• _Assignment_
Report every line below that has the string "oldest" in it.

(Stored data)

╔══

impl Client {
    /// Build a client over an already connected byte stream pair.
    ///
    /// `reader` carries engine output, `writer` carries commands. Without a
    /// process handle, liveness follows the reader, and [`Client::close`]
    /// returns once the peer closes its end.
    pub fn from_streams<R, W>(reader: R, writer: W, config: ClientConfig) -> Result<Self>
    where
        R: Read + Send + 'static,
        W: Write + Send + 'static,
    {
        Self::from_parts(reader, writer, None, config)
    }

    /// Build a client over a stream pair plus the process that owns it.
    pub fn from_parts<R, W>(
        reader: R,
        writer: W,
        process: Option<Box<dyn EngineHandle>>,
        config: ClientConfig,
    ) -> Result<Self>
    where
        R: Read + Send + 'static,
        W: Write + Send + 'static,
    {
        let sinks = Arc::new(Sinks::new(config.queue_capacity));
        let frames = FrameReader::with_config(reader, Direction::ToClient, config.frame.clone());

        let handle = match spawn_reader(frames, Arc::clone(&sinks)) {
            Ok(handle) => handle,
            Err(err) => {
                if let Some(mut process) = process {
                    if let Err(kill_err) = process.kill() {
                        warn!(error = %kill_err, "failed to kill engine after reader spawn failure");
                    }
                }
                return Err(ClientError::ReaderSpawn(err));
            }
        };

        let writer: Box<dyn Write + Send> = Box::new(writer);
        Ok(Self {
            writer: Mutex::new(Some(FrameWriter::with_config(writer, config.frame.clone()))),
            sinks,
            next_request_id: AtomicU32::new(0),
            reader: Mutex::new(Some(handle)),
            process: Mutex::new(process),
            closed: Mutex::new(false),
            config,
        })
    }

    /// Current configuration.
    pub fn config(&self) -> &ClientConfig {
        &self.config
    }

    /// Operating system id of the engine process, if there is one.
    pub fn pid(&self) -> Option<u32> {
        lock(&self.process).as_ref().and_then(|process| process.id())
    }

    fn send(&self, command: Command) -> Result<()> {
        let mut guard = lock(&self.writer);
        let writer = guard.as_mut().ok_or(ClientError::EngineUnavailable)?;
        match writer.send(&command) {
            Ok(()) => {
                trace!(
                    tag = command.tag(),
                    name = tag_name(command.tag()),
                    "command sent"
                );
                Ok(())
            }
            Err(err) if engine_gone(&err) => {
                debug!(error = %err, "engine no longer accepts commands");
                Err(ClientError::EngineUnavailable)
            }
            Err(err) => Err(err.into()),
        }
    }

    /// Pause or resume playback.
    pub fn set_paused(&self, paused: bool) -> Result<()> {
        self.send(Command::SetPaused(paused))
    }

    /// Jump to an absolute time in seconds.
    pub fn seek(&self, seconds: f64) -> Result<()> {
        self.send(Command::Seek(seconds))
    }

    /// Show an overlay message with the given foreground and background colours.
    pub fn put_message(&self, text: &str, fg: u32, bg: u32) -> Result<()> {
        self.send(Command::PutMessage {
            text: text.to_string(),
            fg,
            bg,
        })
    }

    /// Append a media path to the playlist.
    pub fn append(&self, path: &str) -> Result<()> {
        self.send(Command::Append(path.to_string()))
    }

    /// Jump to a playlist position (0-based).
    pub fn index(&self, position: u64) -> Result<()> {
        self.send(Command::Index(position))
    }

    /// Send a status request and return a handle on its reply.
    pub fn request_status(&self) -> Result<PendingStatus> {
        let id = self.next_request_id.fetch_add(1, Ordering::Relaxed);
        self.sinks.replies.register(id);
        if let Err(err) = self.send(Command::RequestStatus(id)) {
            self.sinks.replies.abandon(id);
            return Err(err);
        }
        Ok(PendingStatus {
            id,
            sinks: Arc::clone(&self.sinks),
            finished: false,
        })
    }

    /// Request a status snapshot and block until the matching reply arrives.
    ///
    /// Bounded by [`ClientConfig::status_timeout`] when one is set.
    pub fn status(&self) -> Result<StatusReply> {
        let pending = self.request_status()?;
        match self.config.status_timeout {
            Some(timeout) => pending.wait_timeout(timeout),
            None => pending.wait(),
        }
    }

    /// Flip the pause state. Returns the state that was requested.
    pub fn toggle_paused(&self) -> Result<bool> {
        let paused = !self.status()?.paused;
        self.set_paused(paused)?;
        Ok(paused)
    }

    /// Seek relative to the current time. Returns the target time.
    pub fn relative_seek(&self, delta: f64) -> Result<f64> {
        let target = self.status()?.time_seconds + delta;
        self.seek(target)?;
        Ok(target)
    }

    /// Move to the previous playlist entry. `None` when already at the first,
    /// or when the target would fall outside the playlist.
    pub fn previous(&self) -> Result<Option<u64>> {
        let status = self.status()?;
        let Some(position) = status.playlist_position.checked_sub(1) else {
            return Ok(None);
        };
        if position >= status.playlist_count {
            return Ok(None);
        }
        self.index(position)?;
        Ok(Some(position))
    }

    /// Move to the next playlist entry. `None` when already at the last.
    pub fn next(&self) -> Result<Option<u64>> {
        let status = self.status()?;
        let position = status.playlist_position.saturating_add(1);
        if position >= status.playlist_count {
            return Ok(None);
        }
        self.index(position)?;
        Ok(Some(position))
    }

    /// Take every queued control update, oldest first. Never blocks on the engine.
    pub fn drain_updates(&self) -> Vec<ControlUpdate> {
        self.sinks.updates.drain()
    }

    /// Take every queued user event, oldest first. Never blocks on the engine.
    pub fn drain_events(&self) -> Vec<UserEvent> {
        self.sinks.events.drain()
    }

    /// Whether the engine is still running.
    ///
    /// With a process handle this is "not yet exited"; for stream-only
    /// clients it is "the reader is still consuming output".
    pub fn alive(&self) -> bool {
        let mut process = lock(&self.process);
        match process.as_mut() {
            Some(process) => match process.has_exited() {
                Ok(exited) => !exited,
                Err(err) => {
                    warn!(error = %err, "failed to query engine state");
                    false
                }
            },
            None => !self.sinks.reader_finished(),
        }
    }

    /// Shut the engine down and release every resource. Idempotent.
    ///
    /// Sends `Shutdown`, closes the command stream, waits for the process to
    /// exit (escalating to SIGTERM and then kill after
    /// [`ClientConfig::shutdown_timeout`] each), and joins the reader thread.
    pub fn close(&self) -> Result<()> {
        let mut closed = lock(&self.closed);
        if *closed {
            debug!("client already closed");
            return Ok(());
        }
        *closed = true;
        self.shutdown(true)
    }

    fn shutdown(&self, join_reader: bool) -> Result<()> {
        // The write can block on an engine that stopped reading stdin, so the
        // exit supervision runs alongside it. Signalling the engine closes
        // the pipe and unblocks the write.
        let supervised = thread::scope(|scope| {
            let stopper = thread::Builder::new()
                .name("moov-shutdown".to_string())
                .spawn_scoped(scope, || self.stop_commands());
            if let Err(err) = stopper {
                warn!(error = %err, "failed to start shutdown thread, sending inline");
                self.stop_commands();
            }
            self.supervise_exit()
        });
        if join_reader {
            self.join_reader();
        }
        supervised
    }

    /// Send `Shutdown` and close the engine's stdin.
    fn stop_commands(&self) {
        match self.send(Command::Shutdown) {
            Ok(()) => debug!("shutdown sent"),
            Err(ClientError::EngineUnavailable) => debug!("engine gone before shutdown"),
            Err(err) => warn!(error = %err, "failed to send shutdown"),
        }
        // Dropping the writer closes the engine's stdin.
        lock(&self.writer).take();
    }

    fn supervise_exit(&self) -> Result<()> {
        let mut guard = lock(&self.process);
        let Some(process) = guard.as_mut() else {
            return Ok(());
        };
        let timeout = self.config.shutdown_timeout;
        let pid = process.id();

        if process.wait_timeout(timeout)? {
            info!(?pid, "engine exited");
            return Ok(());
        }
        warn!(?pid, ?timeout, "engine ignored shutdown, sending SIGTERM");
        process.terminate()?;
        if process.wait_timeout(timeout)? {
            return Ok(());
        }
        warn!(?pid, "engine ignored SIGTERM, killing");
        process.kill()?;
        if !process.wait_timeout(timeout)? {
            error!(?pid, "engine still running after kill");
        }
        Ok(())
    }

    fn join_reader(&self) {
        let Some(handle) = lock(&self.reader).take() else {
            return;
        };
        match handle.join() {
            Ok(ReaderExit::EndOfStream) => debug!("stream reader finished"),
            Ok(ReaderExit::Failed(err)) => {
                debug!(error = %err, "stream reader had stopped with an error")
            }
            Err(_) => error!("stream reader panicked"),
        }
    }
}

╚══

• _Task solution_
    /// Take every queued control update, oldest first. Never blocks on the engine.
    /// Take every queued user event, oldest first. Never blocks on the engine.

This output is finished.